Orderly Wind-Down of Teaching Hospital, Transition of Patients, Staff and Residents

Client: A 170-year-old safety net teaching hospital, Level 1 trauma center with 496 beds, approximately 2,500 employees, and more than 500 medical residents and fellows, who cared for an underserved community.

Distinctive Factor: The closure of a safety net hospital and major academic institution and its teaching program in the sixth-most populous city in the United States.

Situation:  Due to a lack of liquidity, deteriorating financial conditions, pressure from lenders, reliance on a Medicaid/Medicare payor mix, revenue cycle and operational issues, and a drop in patient volume, the hospital’s owner sought outside expertise to improve the performance of the hospital, fix revenue cycle and operational issues, and explore long-term strategic alternatives.

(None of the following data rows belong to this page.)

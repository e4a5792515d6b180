//! Validation issue taxonomy

use std::fmt;

use serde::{Deserialize, Serialize};

/// What went wrong with a work document
#[derive(Debug, Clone, Copy, PartialEq, Eq, Hash, Serialize, Deserialize)]
pub enum IssueKind {
    /// Missing or empty required field, or a value outside its grammar
    SchemaError,
    /// Duplicate chapter slug or passage ref
    UniquenessViolation,
    /// Non-monotonic ref sequence, or a gap under the dotted scheme
    OrderingViolation,
    /// Known boilerplate left in `en` without sentinel substitution
    ArtifactDetected,
    /// Split output that breaks reconstruction, or mixed ref schemes
    SplitInvariantViolation,
    /// `zh` looks like more than one sentence (non-fatal)
    SentenceHeuristicWarning,
    /// Ref's chapter number disagrees with the chapter's display number (non-fatal)
    RefChapterMismatch,
}

impl IssueKind {
    /// Fatal kinds block publication of the whole work
    pub fn is_fatal(&self) -> bool {
        !matches!(
            self,
            IssueKind::SentenceHeuristicWarning | IssueKind::RefChapterMismatch
        )
    }
}

impl fmt::Display for IssueKind {
    fn fmt(&self, f: &mut fmt::Formatter<'_>) -> fmt::Result {
        fmt::Debug::fmt(self, f)
    }
}

/// Location of an issue as `work/chapter/ref`
#[derive(Debug, Clone, PartialEq, Eq, Hash, Serialize, Deserialize)]
pub struct IssuePath {
    pub work: String,
    #[serde(default, skip_serializing_if = "Option::is_none")]
    pub chapter: Option<String>,
    #[serde(default, skip_serializing_if = "Option::is_none")]
    pub reference: Option<String>,
}

impl IssuePath {
    pub fn work(work: &str) -> Self {
        Self {
            work: work.to_string(),
            chapter: None,
            reference: None,
        }
    }

    pub fn chapter(work: &str, chapter: &str) -> Self {
        Self {
            work: work.to_string(),
            chapter: Some(chapter.to_string()),
            reference: None,
        }
    }

    pub fn passage(work: &str, chapter: &str, reference: &str) -> Self {
        Self {
            work: work.to_string(),
            chapter: Some(chapter.to_string()),
            reference: Some(reference.to_string()),
        }
    }
}

impl fmt::Display for IssuePath {
    fn fmt(&self, f: &mut fmt::Formatter<'_>) -> fmt::Result {
        write!(f, "{}", self.work)?;
        if let Some(chapter) = &self.chapter {
            write!(f, "/{}", chapter)?;
        }
        if let Some(reference) = &self.reference {
            write!(f, "/{}", reference)?;
        }
        Ok(())
    }
}

/// One finding of the validator
#[derive(Debug, Clone, PartialEq, Eq, Serialize, Deserialize)]
pub struct ValidationIssue {
    pub kind: IssueKind,
    pub path: IssuePath,
    pub message: String,
}

impl ValidationIssue {
    pub fn new(kind: IssueKind, path: IssuePath, message: impl Into<String>) -> Self {
        Self {
            kind,
            path,
            message: message.into(),
        }
    }

    pub fn is_fatal(&self) -> bool {
        self.kind.is_fatal()
    }
}

impl fmt::Display for ValidationIssue {
    fn fmt(&self, f: &mut fmt::Formatter<'_>) -> fmt::Result {
        write!(f, "[{}] {}: {}", self.kind, self.path, self.message)
    }
}
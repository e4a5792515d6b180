//! Scraping artifact detection and sentinel substitution

use tracing::debug;

use crate::config::ValidationConfig;
use crate::model::{Work, NO_TRANSLATION};

/// Matches `en` values against the configured artifact patterns
#[derive(Debug, Clone)]
pub struct ArtifactFilter {
    patterns: Vec<String>,
}

impl ArtifactFilter {
    pub fn new<I, S>(patterns: I) -> Self
    where
        I: IntoIterator<Item = S>,
        S: AsRef<str>,
    {
        Self {
            patterns: patterns
                .into_iter()
                .map(|p| p.as_ref().trim().to_lowercase())
                .filter(|p| !p.is_empty())
                .collect(),
        }
    }

    pub fn from_config(config: &ValidationConfig) -> Self {
        Self::new(&config.artifact_patterns)
    }

    /// Pattern found in `en`, if any. The sentinel itself never matches.
    pub fn matching_pattern(&self, en: &str) -> Option<&str> {
        if en == NO_TRANSLATION {
            return None;
        }
        let lower = en.to_lowercase();
        self.patterns
            .iter()
            .find(|p| lower.contains(p.as_str()))
            .map(String::as_str)
    }

    pub fn is_artifact(&self, en: &str) -> bool {
        self.matching_pattern(en).is_some()
    }

    /// The value to store: the sentinel for artifacts, `en` otherwise
    pub fn scrubbed<'a>(&self, en: &'a str) -> &'a str {
        if self.is_artifact(en) {
            NO_TRANSLATION
        } else {
            en
        }
    }

    /// Replace every artifact `en` in the work by the sentinel.
    /// Returns how many passages were rewritten.
    pub fn scrub_work(&self, work: &mut Work) -> usize {
        let mut replaced = 0;
        for chapter in &mut work.chapters {
            for passage in &mut chapter.passages {
                if let Some(pattern) = self.matching_pattern(&passage.en) {
                    debug!(
                        work = %work.id,
                        chapter = %chapter.slug,
                        reference = %passage.reference,
                        pattern = pattern,
                        "Replacing scraping artifact"
                    );
                    passage.en = NO_TRANSLATION.to_string();
                    replaced += 1;
                }
            }
        }
        replaced
    }
}

impl Default for ArtifactFilter {
    fn default() -> Self {
        Self::from_config(&ValidationConfig::default())
    }
}

#[cfg(test)]
mod tests {
    use super::*;
    use crate::model::{Alignment, Chapter, Passage};

    #[test]
    fn test_match_is_case_insensitive_substring() {
        let filter = ArtifactFilter::default();
        assert!(filter.is_artifact("Enjoy this site? Please help support us"));
        assert!(filter.is_artifact("visit CTEXT.ORG for more"));
        assert!(!filter.is_artifact("The Master said, Is it not pleasant to learn?"));
    }

    #[test]
    fn test_sentinel_is_never_an_artifact() {
        let filter = ArtifactFilter::new(["translation not available"]);
        assert!(!filter.is_artifact(NO_TRANSLATION));
        assert_eq!(filter.scrubbed(NO_TRANSLATION), NO_TRANSLATION);
    }

    #[test]
    fn test_scrub_work_counts_replacements() {
        let mut work = Work {
            id: "mozi".to_string(),
            title: "墨子".to_string(),
            title_en: "Mozi".to_string(),
            source: "ctext.org".to_string(),
            ref_scheme: None,
            chapters: vec![Chapter {
                number: "1".to_string(),
                title: "Qin Shi".to_string(),
                slug: "qin-shi".to_string(),
                alignment: Alignment::Sentence,
                passages: vec![
                    Passage::new("1:1", "入國而不存其士。", "Site feedback"),
                    Passage::new("1:2", "則亡國矣。", "Then the state will perish."),
                ],
            }],
        };

        let filter = ArtifactFilter::default();
        assert_eq!(filter.scrub_work(&mut work), 1);
        assert_eq!(work.chapters[0].passages[0].en, NO_TRANSLATION);
        assert_eq!(work.chapters[0].passages[1].en, "Then the state will perish.");

        // Second pass finds nothing left to replace
        assert_eq!(filter.scrub_work(&mut work), 0);
    }
}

Engagement: Dreskin served as Interim CEO of the health system and led a healthcare team from a global accounting, tax and business advisory firm. At the same time, he addressed decades of staff distrust in hospital management, under-investment, erosion of payor mix, physician flight, an over-bedded market and lack of capital providers and government agencies willing to invest. Dreskin and his team sought to be inclusive of hospital leadership and gain the trust and support of all internal stakeholder groups – including finance, administration, clinical, care coordination, case management, information technology, operations, and others – to gain institutional knowledge and strategy buy-in.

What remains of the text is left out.